Elizabeth Goudge (1900-1984)

A highly respected and collectable British author best known for her extremely well-written romantic novels. She has also written children's books, non-fiction and an autobiography.
She wrote one book which could be considered a pony story: it is a children's fantasy featuring a unicorn, but also a real life pony, and is now considered a classic piece of children's literature.

Ms. Goudge was born in 1900 in Wells where her father was a minister. She then moved to another cathedral city, Ely, and later to Oxford. Growing up in such an atmosphere of learning was no doubt instrumental in creating her talents as a writer. She was widely travelled and lived in a number of different places, most of which featured in her novels, which almost all have a deep sense of place. Throughout her life she suffered from mental health problems, but this did not prevent her becoming an extremely successfully novelist, with many of her popular books being made into films. She died in 1984 after a period of ill-health.
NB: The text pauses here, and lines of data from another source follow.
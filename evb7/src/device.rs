//! The EVB7 session.
//!
//! [`Evb7`] owns every hardware handle of the board together with the rate
//! and frequency plans. Construction brings the board up step by step; any
//! failure drops the half built device, which releases whatever was acquired
//! in the same order a normal teardown uses.
use crate::board::{Board, Pin, PinController};
use crate::cal::{self, Calibration};
use crate::clock::{ClockPlan, SampleRates, MIN_FACTOR};
use crate::config::Config;
use crate::fpga::{ClockCounters, Fpga};
use crate::frequency::{FrequencyPlan, Range};
use crate::lms::{Lms7002m, Revision};
use crate::registers::MacSelect;
use crate::stream::StreamResources;
use crate::{Channel, Direction, Error, Kwargs, Result, Stage};

/// DC level fed to the RX TSP when the test signal is enabled.
const TEST_SIGNAL_LEVEL: i16 = 1 << 14;

fn at(stage: Stage) -> impl FnOnce(Error) -> Error {
    move |source| Error::HardwareInit {
        stage,
        source: Box::new(source),
    }
}

/// Device discovery. The board is the whole addressable system, so the
/// caller's arguments describe the one device there is.
pub fn discover(args: &Kwargs) -> Vec<Kwargs> {
    vec![args.clone()]
}

pub struct Evb7<Bd: Board> {
    board: Bd,
    fpga: Option<Fpga<Bd::Map>>,
    pins: Option<Bd::Pins>,
    lms: Option<Lms7002m<Bd::Bus>>,
    streams: Option<StreamResources<Bd::Dma>>,
    clock: ClockPlan,
    frequency: FrequencyPlan,
    calibration: Option<Calibration>,
}

impl<Bd: Board> Evb7<Bd> {
    pub fn new(board: Bd, config: &Config) -> Result<Self> {
        log::info!("EVB7()");
        let mut dev = Self {
            board,
            fpga: None,
            pins: None,
            lms: None,
            streams: None,
            clock: ClockPlan::new(config.clock.master_hz),
            frequency: FrequencyPlan::default(),
            calibration: None,
        };
        dev.bring_up(config)?;
        log::info!("EVB7() setup OK");
        Ok(dev)
    }

    fn bring_up(&mut self, config: &Config) -> Result<()> {
        let map = self.board.map_registers().map_err(at(Stage::MapRegisters))?;
        let fpga = self.fpga.insert(Fpga::new(map));
        let sentinel = fpga.sentinel().map_err(at(Stage::MapRegisters))?;
        log::info!("Read sentinel {:#x}", sentinel);
        fpga.set_tx_test(false).map_err(at(Stage::MapRegisters))?;

        let pins = self.pins.insert(self.board.pins().map_err(at(Stage::Pins))?);
        pins.set_level(Pin::Reset, false).map_err(at(Stage::Pins))?;
        pins.set_level(Pin::Reset, true).map_err(at(Stage::Pins))?;

        let bus = self.board.open_bus().map_err(at(Stage::OpenBus))?;
        let lms = match Lms7002m::create(bus) {
            Ok(lms) => self.lms.insert(lms),
            Err((e, bus)) => {
                self.board.close_bus(bus);
                return Err(at(Stage::CreateDriver)(e));
            }
        };
        setup_chip(lms).map_err(at(Stage::ChipSetup))?;

        let rate = lms
            .set_data_clock(config.clock.reference_hz, config.clock.master_hz)
            .map_err(at(Stage::DataClock))?;
        self.clock.set_master_clock_rate(rate);
        log::info!("Master clock {} MHz", rate / 1e6);

        for direction in Direction::ALL {
            lms.configure_lml_port(crate::clock::lml_port(direction), direction, 1)
                .map_err(at(Stage::Interface))?;
        }
        fpga.pulse_ext_reset().map_err(at(Stage::Interface))?;

        pins.set_level(Pin::RxEnable, true).map_err(at(Stage::Pins))?;
        pins.set_level(Pin::TxEnable, true).map_err(at(Stage::Pins))?;

        for direction in Direction::ALL {
            lms.tsp_init(direction, MacSelect::AB).map_err(at(Stage::Dsp))?;
            let plan = self
                .clock
                .plan(direction, self.clock.base_rate(direction) / f64::from(MIN_FACTOR))
                .map_err(at(Stage::Dsp))?;
            self.clock.apply(lms, &plan).map_err(at(Stage::Dsp))?;
        }
        if config.test_signal {
            for channel in Channel::ALL {
                lms.tsg_const(channel, TEST_SIGNAL_LEVEL, TEST_SIGNAL_LEVEL)
                    .map_err(at(Stage::Dsp))?;
            }
        }

        match cal::calibrate_bias(lms, config.calibration.channel) {
            Ok(calibration) => self.calibration = Some(calibration),
            Err(e) => log::warn!("{}, continuing uncalibrated", e),
        }

        let engine = self.board.dma_engine().map_err(at(Stage::Streams))?;
        let streams = StreamResources::acquire(engine, config.dma.indices()).map_err(at(Stage::Streams))?;
        self.streams = Some(streams);
        Ok(())
    }

    pub fn revision(&mut self) -> Result<Revision> {
        self.lms.as_mut().ok_or(Error::NotReady)?.revision()
    }

    pub fn set_frequency(
        &mut self,
        direction: Direction,
        channel: Channel,
        frequency: f64,
        args: &Kwargs,
    ) -> Result<()> {
        let lms = self.lms.as_mut().ok_or(Error::NotReady)?;
        self.frequency
            .set_frequency(lms, &self.clock, direction, channel, frequency, args)
    }

    pub fn frequency(&self, direction: Direction, channel: Channel) -> f64 {
        self.frequency.frequency(direction, channel)
    }

    pub fn frequency_component(&self, direction: Direction, channel: Channel, name: &str) -> Result<f64> {
        self.frequency.frequency_component(direction, channel, name)
    }

    pub fn list_frequencies(&self, _direction: Direction, _channel: Channel) -> Vec<&'static str> {
        FrequencyPlan::components()
    }

    pub fn frequency_range(&self, _direction: Direction, _channel: Channel) -> Vec<Range> {
        FrequencyPlan::range()
    }

    /// Both channels of a direction share the rate.
    pub fn set_sample_rate(&mut self, direction: Direction, _channel: Channel, rate: f64) -> Result<f64> {
        let lms = self.lms.as_mut().ok_or(Error::NotReady)?;
        self.clock.set_sample_rate(lms, direction, rate)
    }

    pub fn sample_rate(&self, direction: Direction, _channel: Channel) -> f64 {
        self.clock.sample_rate(direction)
    }

    pub fn list_sample_rates(&self, direction: Direction, _channel: Channel) -> SampleRates {
        self.clock.sample_rates(direction)
    }

    pub fn master_clock_rate(&self) -> f64 {
        self.clock.master_clock_rate()
    }

    /// Result of the last successful bias calibration.
    pub fn calibration(&self) -> Option<Calibration> {
        self.calibration
    }

    /// Run the bias calibration again. A failed run keeps the previous result.
    pub fn calibrate(&mut self, channel: Channel) -> Result<Calibration> {
        let lms = self.lms.as_mut().ok_or(Error::NotReady)?;
        let calibration = cal::calibrate_bias(lms, channel)?;
        self.calibration = Some(calibration);
        Ok(calibration)
    }

    pub fn read_register(&mut self, offset: u32) -> Result<u32> {
        self.fpga.as_mut().ok_or(Error::NotReady)?.read_raw(offset)
    }

    pub fn write_register(&mut self, offset: u32, value: u32) -> Result<()> {
        self.fpga.as_mut().ok_or(Error::NotReady)?.write_raw(offset, value)
    }

    pub fn interface_clock_counters(&mut self) -> Result<ClockCounters> {
        self.fpga.as_mut().ok_or(Error::NotReady)?.clock_counters()
    }

    /// Drive the TX deframer outputs with fixed words instead of the TX
    /// stream. Pair with [`Self::rx_samples`] to check an RF loopback.
    pub fn tx_test_pattern(&mut self, a: u32, b: u32) -> Result<()> {
        self.fpga.as_mut().ok_or(Error::NotReady)?.tx_test_pattern(a, b)
    }

    /// Last RX sample word of channel A and B as latched by the FPGA.
    pub fn rx_samples(&mut self) -> Result<(u32, u32)> {
        self.fpga.as_mut().ok_or(Error::NotReady)?.rx_samples()
    }

    pub fn afe_enabled(&mut self, direction: Direction, channel: Channel) -> Result<bool> {
        self.lms.as_mut().ok_or(Error::NotReady)?.afe_enabled(direction, channel)
    }

    /// Switching off the last enabled AFE of a direction stops its streams
    /// first.
    pub fn set_afe_enabled(&mut self, direction: Direction, channel: Channel, enable: bool) -> Result<()> {
        let lms = self.lms.as_mut().ok_or(Error::NotReady)?;
        if !enable {
            let mut others = false;
            for other in Channel::ALL.into_iter().filter(|c| *c != channel) {
                others |= lms.afe_enabled(direction, other)?;
            }
            if !others {
                if let Some(streams) = self.streams.as_mut() {
                    streams.deactivate(direction)?;
                }
            }
        }
        lms.afe_enable(direction, channel, enable)
    }

    pub fn activate_stream(&mut self, direction: Direction) -> Result<()> {
        let lms = self.lms.as_mut().ok_or(Error::NotReady)?;
        let mut enabled = false;
        for channel in Channel::ALL {
            enabled |= lms.afe_enabled(direction, channel)?;
        }
        if !enabled {
            return Err(Error::AfeDisabled(direction));
        }
        self.streams.as_mut().ok_or(Error::NotReady)?.activate(direction)
    }

    pub fn deactivate_stream(&mut self, direction: Direction) -> Result<()> {
        self.streams.as_mut().ok_or(Error::NotReady)?.deactivate(direction)
    }

    pub fn stream_active(&self, direction: Direction) -> bool {
        self.streams.as_ref().is_some_and(|s| s.is_active(direction))
    }
}

fn setup_chip<B: crate::RegisterBus>(lms: &mut Lms7002m<B>) -> Result<()> {
    lms.set_spi_mode(true)?;
    lms.reset()?;
    for direction in [Direction::Tx, Direction::Rx] {
        for channel in Channel::ALL {
            lms.afe_enable(direction, channel, true)?;
        }
    }
    let revision = lms.revision()?;
    log::info!("rev {:#x}", revision.rev);
    log::info!("ver {:#x}", revision.ver);
    Ok(())
}

impl<Bd: Board> Drop for Evb7<Bd> {
    fn drop(&mut self) {
        let bus = self.lms.take().map(|mut lms| {
            if let Err(e) = lms.power_down() {
                log::warn!("LMS7002M power down failed: {}", e);
            }
            lms.into_bus()
        });

        if let Some(mut pins) = self.pins.take() {
            for pin in Pin::ALL {
                if let Err(e) = pins.release_pin(pin) {
                    log::warn!("{:?} release failed: {}", pin, e);
                }
            }
        }

        drop(self.streams.take());

        if let Some(bus) = bus {
            self.board.close_bus(bus);
        }
        if let Some(fpga) = self.fpga.take() {
            self.board.unmap_registers(fpga.into_map());
        }
        log::debug!("EVB7 released");
    }
}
There is a society devoted to the author where you can find out more about her.

Horse & Pony Books:

Reprinted many many times, too numerous to mention, but including some hardback reprints by University of London Press, hardback editions published by Brockhampton and a lot of paperback editions. Still in print, with most recently a movie tie-in edition published by Lion.
Also has been published in the USA, the first US edition being published in 1947 by Coward-McCann, with many other editions to follow.
SUMMARY: Set in the Victorian era. Newly orphaned Maria is sent with her governess Miss Heliotrope to live with her uncle Benjamin Merryweather in Moonacre Valley. There she learns to ride on the pony Periwinkle, makes friends with a number of animals, and is also soon enveloped in the strange aura of mystery and legend which surrounds the place. What is the secret of the ghostly little white horse she glimpses from time to time? And how can the ancient feud which has brought tragedy to the families in the valley be lifted? Maria is determined to find the answers to these questions…
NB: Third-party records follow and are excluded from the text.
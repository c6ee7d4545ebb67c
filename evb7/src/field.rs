// Inclusive bit ranges within 16 bit LMS7002M registers.
use crate::{RegisterBus, Result};

#[cfg(test)]
use proptest::prelude::*;

#[derive(Clone, Copy, Debug, PartialEq, Eq)]
pub struct RegisterField {
    pub addr: u16,
    pub high: u8,
    pub low: u8,
}

impl RegisterField {
    pub const fn new(addr: u16, high: u8, low: u8) -> Self {
        assert!(high < 16 && low <= high);
        Self { addr, high, low }
    }

    pub const fn width(&self) -> u8 {
        self.high - self.low + 1
    }

    /// Mask of the field, right aligned.
    pub const fn mask(&self) -> u16 {
        (((1u32 << self.width()) - 1) & 0xFFFF) as u16
    }

    pub const fn extract(&self, word: u16) -> u16 {
        (word >> self.low) & self.mask()
    }

    /// Replace the field in `word`. Bits of `value` wider than the field are dropped.
    pub const fn insert(&self, word: u16, value: u16) -> u16 {
        let mask = self.mask();
        ((value & mask) << self.low) | (word & !(mask << self.low))
    }

    pub fn get<B: RegisterBus + ?Sized>(&self, bus: &mut B) -> Result<u16> {
        Ok(self.extract(bus.read(self.addr)?))
    }

    /// Read-modify-write of just this field.
    pub fn set<B: RegisterBus + ?Sized>(&self, bus: &mut B, value: u16) -> Result<()> {
        let old = bus.read(self.addr)?;
        let new = self.insert(old, value);
        log::trace!("{:04X}: {:04X} -> {:04X}", self.addr, old, new);
        bus.write(self.addr, new)
    }
}

#[test]
fn full_width_field() {
    let f = RegisterField::new(0x040B, 15, 0);
    assert_eq!(f.mask(), 0xFFFF);
    assert_eq!(f.extract(0xBEEF), 0xBEEF);
    assert_eq!(f.insert(0x1234, 0xBEEF), 0xBEEF);
}

#[test]
fn bias_field_layout() {
    let f = RegisterField::new(0x0084, 10, 6);
    assert_eq!(f.width(), 5);
    assert_eq!(f.mask(), 0x1F);
    assert_eq!(f.insert(0x0000, 0x1F), 0b0000_0111_1100_0000);
    assert_eq!(f.extract(0b0000_0011_0100_0000), 0b01101);
}

#[test]
fn set_reads_then_writes_once() {
    let mut bus = crate::mock::MockBus::default();
    bus.poke(0x0084, 0xF83F);
    RegisterField::new(0x0084, 10, 6).set(&mut bus, 7).unwrap();
    assert_eq!(bus.peek(0x0084), 0xF83F | (7 << 6));
    assert_eq!(bus.writes(), vec![(0x0084, 0xF83F | (7 << 6))]);
}

#[cfg(test)]
fn any_field() -> impl Strategy<Value = RegisterField> {
    (0u8..16)
        .prop_flat_map(|low| (Just(low), low..16))
        .prop_map(|(low, high)| RegisterField::new(0x0100, high, low))
}

#[cfg(test)]
proptest! {
    #[test]
    fn insert_preserves_other_bits(field in any_field(), word: u16, value: u16) {
        let out = field.insert(word, value);
        let outside = !(field.mask() << field.low);
        prop_assert_eq!(out & outside, word & outside);
        prop_assert_eq!(field.extract(out), value & field.mask());
    }

    #[test]
    fn insert_extract_is_identity(field in any_field(), word: u16) {
        prop_assert_eq!(field.insert(word, field.extract(word)), word);
    }
}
The book won the Carnegie Medal and has been adapted for the screen twice, firstly in a children's TV series in the 1990s called Moonacre and more recently in the 2009 film entitled The Secret of Moonacre starring Juliet Stevenson, Ioan Gruffodd and Tim Curry.
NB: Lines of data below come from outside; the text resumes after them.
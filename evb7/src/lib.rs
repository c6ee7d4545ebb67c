use serde::{Deserialize, Serialize};
use std::{collections::BTreeMap, fmt};
use thiserror::Error;

#[cfg(test)]
use proptest_derive::Arbitrary;

pub mod board;
pub mod cal;
pub mod clock;
pub mod config;
pub mod device;
pub mod field;
pub mod fpga;
pub mod frequency;
pub mod hw;
pub mod lms;
pub mod registers;
pub mod stream;

#[cfg(test)]
mod mock;

pub use device::{discover, Evb7};

/// Key/value arguments passed through from a front-end, as in device discovery
/// and tuning requests.
pub type Kwargs = BTreeMap<String, String>;

#[derive(Clone, Copy, Debug, PartialEq, Eq, Hash)]
#[cfg_attr(test, derive(Arbitrary))]
pub enum Direction {
    Rx,
    Tx,
}

impl Direction {
    pub const ALL: [Direction; 2] = [Direction::Rx, Direction::Tx];

    fn index(self) -> usize {
        match self {
            Direction::Rx => 0,
            Direction::Tx => 1,
        }
    }
}

#[derive(Clone, Copy, Debug, PartialEq, Eq, Hash, Serialize, Deserialize)]
#[cfg_attr(test, derive(Arbitrary))]
pub enum Channel {
    A,
    B,
}

impl Channel {
    pub const ALL: [Channel; 2] = [Channel::A, Channel::B];

    fn index(self) -> usize {
        match self {
            Channel::A => 0,
            Channel::B => 1,
        }
    }
}

impl TryFrom<usize> for Channel {
    type Error = Error;
    fn try_from(index: usize) -> Result<Self> {
        match index {
            0 => Ok(Channel::A),
            1 => Ok(Channel::B),
            _ => Err(Error::InvalidChannel(index)),
        }
    }
}

/// Bring-up step that failed during construction.
#[derive(Clone, Copy, Debug, PartialEq, Eq)]
pub enum Stage {
    MapRegisters,
    Pins,
    OpenBus,
    CreateDriver,
    ChipSetup,
    DataClock,
    Interface,
    Dsp,
    Streams,
}

impl fmt::Display for Stage {
    fn fmt(&self, f: &mut fmt::Formatter) -> fmt::Result {
        #[rustfmt::skip]
        let name = match self {
            Stage::MapRegisters => "register mapping",
            Stage::Pins         => "pin control",
            Stage::OpenBus      => "SPI open",
            Stage::CreateDriver => "LMS7002M driver creation",
            Stage::ChipSetup    => "LMS7002M setup",
            Stage::DataClock    => "data clock",
            Stage::Interface    => "LML interface",
            Stage::Dsp          => "TSP setup",
            Stage::Streams      => "DMA bring-up",
        };
        f.write_str(name)
    }
}

#[derive(Error, Debug)]
pub enum Error {
    #[error("I/O failed")]
    Io(#[from] std::io::Error),
    #[error("GPIO request failed")]
    Gpio(#[from] gpiocdev::Error),
    #[error("EVB7 hardware init failed during {stage}")]
    HardwareInit {
        stage: Stage,
        #[source]
        source: Box<Error>,
    },
    #[error("Sample rate {requested} Hz out of range for base rate {base} Hz (factor {ratio:.3})")]
    RateOutOfRange {
        requested: f64,
        base: f64,
        ratio: f64,
    },
    #[error("Unsupported property: {0}")]
    UnsupportedProperty(String),
    #[error("Bias calibration aborted")]
    CalibrationAborted(#[source] Box<Error>),
    #[error("DMA channel {0:?} unavailable")]
    ChannelUnavailable(stream::DmaRole),
    #[error("DMA channel {role:?} cannot {action} while {state:?}")]
    ChannelState {
        role: stream::DmaRole,
        action: &'static str,
        state: stream::ChannelState,
    },
    #[error("AFE disabled on every {0:?} channel")]
    AfeDisabled(Direction),
    #[error("Data clock {0} Hz unreachable from the CGEN VCO")]
    ClockUnreachable(f64),
    #[error("Device not ready")]
    NotReady,
    #[error("Invalid channel index {0}")]
    InvalidChannel(usize),
    #[error("Invalid config")]
    Config(#[from] toml::de::Error),
}

pub type Result<T> = std::result::Result<T, Error>;

/// Single register transaction on the LMS7002M command bus.
pub trait RegisterBus {
    fn read(&mut self, addr: u16) -> Result<u16>;
    fn write(&mut self, addr: u16, value: u16) -> Result<()>;
}

impl<T: RegisterBus + ?Sized> RegisterBus for &mut T {
    fn read(&mut self, addr: u16) -> Result<u16> {
        (**self).read(addr)
    }
    fn write(&mut self, addr: u16, value: u16) -> Result<()> {
        (**self).write(addr, value)
    }
}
Read a review here (off web-site)

Collectors info:
This is an easy book to find as it has been reprinted so many times and thanks to J. K. Rowling of Harry Potter fame telling the world it was her favourite book, it has been brought into prominence once more - and at the moment is in print. It can also be found in America, as was published in more than one edition there. The first editions (both UK and American) are however rare and valuable.